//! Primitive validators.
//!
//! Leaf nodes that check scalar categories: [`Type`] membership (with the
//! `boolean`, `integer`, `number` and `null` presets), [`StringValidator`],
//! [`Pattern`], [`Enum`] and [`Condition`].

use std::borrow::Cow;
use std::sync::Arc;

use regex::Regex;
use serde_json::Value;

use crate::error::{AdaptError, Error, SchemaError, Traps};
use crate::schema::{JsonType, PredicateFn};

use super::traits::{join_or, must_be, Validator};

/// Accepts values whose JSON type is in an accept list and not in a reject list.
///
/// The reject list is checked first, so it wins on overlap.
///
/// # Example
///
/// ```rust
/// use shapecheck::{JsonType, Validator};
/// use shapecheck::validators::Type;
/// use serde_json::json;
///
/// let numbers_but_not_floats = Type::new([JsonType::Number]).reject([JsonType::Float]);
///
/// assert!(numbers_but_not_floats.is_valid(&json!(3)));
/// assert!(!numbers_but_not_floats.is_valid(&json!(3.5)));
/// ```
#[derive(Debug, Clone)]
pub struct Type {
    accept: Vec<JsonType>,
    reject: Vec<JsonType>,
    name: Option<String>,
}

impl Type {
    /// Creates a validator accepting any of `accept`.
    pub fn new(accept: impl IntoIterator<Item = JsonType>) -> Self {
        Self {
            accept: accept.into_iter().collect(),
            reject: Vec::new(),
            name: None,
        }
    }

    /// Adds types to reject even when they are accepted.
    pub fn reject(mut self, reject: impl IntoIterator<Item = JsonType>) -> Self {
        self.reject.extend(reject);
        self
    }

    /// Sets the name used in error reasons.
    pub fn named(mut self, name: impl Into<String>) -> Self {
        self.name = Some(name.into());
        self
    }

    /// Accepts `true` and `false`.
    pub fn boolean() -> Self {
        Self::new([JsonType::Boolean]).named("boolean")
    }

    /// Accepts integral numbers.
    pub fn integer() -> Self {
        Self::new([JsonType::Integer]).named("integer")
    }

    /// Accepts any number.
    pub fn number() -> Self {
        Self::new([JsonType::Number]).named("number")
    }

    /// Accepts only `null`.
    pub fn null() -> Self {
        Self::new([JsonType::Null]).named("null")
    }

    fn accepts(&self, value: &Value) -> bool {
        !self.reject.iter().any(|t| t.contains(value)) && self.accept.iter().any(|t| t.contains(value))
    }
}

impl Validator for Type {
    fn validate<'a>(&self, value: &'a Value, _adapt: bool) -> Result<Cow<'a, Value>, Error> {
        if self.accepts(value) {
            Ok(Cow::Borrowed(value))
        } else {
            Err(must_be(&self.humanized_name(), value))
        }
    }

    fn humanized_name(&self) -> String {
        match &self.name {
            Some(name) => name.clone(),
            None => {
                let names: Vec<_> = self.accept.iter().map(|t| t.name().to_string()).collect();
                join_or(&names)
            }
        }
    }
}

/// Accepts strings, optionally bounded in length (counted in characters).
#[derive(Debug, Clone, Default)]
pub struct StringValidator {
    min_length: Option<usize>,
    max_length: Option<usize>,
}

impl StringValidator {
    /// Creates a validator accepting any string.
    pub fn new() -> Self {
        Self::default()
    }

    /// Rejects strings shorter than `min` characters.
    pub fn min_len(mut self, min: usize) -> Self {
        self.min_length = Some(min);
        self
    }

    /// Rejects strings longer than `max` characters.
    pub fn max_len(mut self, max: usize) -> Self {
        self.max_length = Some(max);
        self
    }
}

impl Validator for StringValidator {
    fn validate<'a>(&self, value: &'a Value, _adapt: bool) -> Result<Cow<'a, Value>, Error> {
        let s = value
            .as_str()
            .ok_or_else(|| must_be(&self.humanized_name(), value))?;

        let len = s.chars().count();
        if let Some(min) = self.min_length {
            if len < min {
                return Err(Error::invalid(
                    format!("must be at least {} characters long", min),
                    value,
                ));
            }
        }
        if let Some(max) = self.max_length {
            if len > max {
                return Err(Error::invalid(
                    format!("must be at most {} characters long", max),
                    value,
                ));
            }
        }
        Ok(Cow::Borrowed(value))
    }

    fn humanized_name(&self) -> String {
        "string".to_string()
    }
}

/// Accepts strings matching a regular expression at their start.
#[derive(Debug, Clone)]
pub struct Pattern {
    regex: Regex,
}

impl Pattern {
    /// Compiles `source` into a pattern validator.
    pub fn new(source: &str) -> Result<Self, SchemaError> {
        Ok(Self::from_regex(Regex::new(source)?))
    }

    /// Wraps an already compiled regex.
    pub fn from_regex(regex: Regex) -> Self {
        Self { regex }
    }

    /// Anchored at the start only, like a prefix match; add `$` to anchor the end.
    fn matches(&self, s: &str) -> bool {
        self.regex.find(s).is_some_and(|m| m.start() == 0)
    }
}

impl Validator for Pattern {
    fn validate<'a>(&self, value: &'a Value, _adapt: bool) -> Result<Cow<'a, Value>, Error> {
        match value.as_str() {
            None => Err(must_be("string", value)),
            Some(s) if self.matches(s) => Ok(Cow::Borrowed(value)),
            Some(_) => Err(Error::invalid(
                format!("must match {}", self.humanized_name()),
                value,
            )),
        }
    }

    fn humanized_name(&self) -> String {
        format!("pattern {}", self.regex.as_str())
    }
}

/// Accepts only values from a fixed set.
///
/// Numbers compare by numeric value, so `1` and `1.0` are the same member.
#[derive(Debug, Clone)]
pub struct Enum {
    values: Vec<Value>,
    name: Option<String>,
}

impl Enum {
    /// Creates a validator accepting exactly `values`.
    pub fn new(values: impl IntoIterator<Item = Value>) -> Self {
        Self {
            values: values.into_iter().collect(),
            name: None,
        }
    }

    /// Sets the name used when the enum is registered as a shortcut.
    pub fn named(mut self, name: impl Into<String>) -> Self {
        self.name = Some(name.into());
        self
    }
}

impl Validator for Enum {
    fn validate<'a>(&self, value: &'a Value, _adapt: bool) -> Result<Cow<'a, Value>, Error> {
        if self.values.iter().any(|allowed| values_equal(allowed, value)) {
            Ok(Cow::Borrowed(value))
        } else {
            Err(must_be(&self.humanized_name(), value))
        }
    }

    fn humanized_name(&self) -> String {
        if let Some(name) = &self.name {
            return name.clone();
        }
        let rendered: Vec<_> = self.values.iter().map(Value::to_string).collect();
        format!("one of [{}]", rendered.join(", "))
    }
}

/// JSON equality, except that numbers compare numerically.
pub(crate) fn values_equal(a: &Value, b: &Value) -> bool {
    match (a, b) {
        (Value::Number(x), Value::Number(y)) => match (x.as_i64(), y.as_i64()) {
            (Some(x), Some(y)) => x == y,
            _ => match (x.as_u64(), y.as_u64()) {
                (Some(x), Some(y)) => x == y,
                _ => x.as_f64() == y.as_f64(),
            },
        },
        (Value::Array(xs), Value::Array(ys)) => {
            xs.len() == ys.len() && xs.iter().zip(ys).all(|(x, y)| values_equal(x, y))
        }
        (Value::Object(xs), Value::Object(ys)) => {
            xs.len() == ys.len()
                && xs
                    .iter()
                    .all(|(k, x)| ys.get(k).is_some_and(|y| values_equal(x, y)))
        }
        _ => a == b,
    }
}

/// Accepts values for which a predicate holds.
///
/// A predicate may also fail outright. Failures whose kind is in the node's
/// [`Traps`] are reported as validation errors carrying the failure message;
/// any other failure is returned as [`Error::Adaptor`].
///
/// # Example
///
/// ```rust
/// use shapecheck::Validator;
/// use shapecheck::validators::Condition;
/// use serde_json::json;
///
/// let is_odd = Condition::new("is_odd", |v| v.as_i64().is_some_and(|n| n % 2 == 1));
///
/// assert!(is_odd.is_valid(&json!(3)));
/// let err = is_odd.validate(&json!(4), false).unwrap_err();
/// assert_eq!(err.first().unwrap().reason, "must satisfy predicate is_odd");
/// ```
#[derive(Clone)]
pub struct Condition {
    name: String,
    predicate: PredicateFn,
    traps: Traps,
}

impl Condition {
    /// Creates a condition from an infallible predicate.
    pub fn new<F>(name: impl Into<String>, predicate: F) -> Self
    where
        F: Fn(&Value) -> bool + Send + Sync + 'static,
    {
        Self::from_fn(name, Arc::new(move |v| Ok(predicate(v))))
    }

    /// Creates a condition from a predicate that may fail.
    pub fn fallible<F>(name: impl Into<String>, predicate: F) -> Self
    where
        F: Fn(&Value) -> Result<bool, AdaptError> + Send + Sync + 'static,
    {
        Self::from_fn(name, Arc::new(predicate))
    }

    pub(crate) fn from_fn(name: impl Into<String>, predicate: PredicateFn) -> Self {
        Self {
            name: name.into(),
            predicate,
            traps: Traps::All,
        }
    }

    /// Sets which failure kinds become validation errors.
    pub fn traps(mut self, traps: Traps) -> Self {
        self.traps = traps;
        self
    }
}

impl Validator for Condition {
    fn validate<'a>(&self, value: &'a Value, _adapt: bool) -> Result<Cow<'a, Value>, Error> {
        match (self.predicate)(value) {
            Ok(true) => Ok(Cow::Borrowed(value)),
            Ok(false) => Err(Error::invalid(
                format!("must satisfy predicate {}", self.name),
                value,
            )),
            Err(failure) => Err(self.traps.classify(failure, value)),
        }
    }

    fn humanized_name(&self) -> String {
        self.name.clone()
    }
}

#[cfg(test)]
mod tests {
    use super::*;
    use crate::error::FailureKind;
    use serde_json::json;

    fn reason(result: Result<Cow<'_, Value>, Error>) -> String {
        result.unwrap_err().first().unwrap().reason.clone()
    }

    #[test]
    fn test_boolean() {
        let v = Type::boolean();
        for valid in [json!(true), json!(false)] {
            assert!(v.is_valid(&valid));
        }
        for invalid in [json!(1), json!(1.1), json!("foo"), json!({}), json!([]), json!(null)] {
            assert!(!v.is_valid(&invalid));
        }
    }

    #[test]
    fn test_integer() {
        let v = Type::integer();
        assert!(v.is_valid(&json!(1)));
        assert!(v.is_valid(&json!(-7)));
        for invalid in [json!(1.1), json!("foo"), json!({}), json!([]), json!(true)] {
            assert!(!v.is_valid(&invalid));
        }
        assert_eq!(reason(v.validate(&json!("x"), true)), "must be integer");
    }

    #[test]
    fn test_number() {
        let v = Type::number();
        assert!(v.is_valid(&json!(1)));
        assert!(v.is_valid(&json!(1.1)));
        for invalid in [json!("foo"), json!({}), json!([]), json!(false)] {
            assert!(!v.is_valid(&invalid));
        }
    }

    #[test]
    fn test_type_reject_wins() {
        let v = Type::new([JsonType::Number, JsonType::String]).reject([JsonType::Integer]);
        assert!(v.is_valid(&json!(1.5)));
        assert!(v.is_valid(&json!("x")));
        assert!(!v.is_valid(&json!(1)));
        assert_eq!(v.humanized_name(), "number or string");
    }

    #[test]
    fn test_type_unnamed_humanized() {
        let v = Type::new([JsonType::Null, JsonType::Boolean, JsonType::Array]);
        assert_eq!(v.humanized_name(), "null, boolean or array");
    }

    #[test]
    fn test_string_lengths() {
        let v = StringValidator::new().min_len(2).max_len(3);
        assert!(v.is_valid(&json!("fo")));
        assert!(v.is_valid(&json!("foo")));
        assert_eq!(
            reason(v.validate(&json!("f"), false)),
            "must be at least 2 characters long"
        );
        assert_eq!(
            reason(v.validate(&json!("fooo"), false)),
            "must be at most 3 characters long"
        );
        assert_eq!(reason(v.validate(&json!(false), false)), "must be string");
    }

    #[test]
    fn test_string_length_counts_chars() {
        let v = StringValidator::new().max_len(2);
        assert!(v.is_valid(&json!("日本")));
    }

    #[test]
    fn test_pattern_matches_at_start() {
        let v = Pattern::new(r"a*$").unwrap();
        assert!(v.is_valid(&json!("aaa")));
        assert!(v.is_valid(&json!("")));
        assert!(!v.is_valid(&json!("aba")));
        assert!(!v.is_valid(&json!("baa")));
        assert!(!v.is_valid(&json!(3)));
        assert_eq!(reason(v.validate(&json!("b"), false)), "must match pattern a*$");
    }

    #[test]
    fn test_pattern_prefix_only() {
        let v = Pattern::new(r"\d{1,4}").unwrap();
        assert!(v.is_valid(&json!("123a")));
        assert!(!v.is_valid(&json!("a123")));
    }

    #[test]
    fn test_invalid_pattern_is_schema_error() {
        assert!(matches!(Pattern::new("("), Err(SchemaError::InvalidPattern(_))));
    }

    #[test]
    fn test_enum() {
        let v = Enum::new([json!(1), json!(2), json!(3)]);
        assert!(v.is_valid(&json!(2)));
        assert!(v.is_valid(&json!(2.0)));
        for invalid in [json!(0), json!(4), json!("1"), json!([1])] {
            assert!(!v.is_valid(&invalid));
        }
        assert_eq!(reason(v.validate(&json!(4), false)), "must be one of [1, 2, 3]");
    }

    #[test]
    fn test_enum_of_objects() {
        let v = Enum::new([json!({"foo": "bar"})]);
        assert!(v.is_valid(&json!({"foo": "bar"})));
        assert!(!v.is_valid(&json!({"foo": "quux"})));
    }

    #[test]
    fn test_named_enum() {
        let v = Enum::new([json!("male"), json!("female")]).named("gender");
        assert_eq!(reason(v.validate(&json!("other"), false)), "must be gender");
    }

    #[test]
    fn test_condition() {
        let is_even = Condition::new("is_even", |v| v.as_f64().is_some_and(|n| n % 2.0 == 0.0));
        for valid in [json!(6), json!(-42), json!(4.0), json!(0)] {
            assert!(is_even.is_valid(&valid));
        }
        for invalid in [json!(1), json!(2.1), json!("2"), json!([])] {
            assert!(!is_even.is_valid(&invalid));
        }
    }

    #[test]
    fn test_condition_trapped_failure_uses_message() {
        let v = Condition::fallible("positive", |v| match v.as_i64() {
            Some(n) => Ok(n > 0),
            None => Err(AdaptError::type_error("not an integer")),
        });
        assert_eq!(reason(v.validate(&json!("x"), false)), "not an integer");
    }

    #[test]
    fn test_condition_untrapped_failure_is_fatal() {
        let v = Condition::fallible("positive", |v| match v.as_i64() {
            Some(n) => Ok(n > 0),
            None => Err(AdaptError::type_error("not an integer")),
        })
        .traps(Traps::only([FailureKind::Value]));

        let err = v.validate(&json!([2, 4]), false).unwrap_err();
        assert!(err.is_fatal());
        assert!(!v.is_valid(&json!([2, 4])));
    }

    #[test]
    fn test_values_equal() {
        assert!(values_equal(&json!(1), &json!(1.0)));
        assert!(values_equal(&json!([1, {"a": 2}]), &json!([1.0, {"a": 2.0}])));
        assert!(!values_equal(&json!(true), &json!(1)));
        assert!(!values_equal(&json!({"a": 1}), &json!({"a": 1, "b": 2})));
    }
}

WORK REQUIRED:
Reproduce the entries exactly, starting at their first line and stopping after the line with "use regex::Regex;".

ANSWER TO THIS TASK:
//! Primitive validators.
//!
//! Leaf nodes that check scalar categories: [`Type`] membership (with the
//! `boolean`, `integer`, `number` and `null` presets), [`StringValidator`],
//! [`Pattern`], [`Enum`] and [`Condition`].

use std::borrow::Cow;
use std::sync::Arc;

use regex::Regex;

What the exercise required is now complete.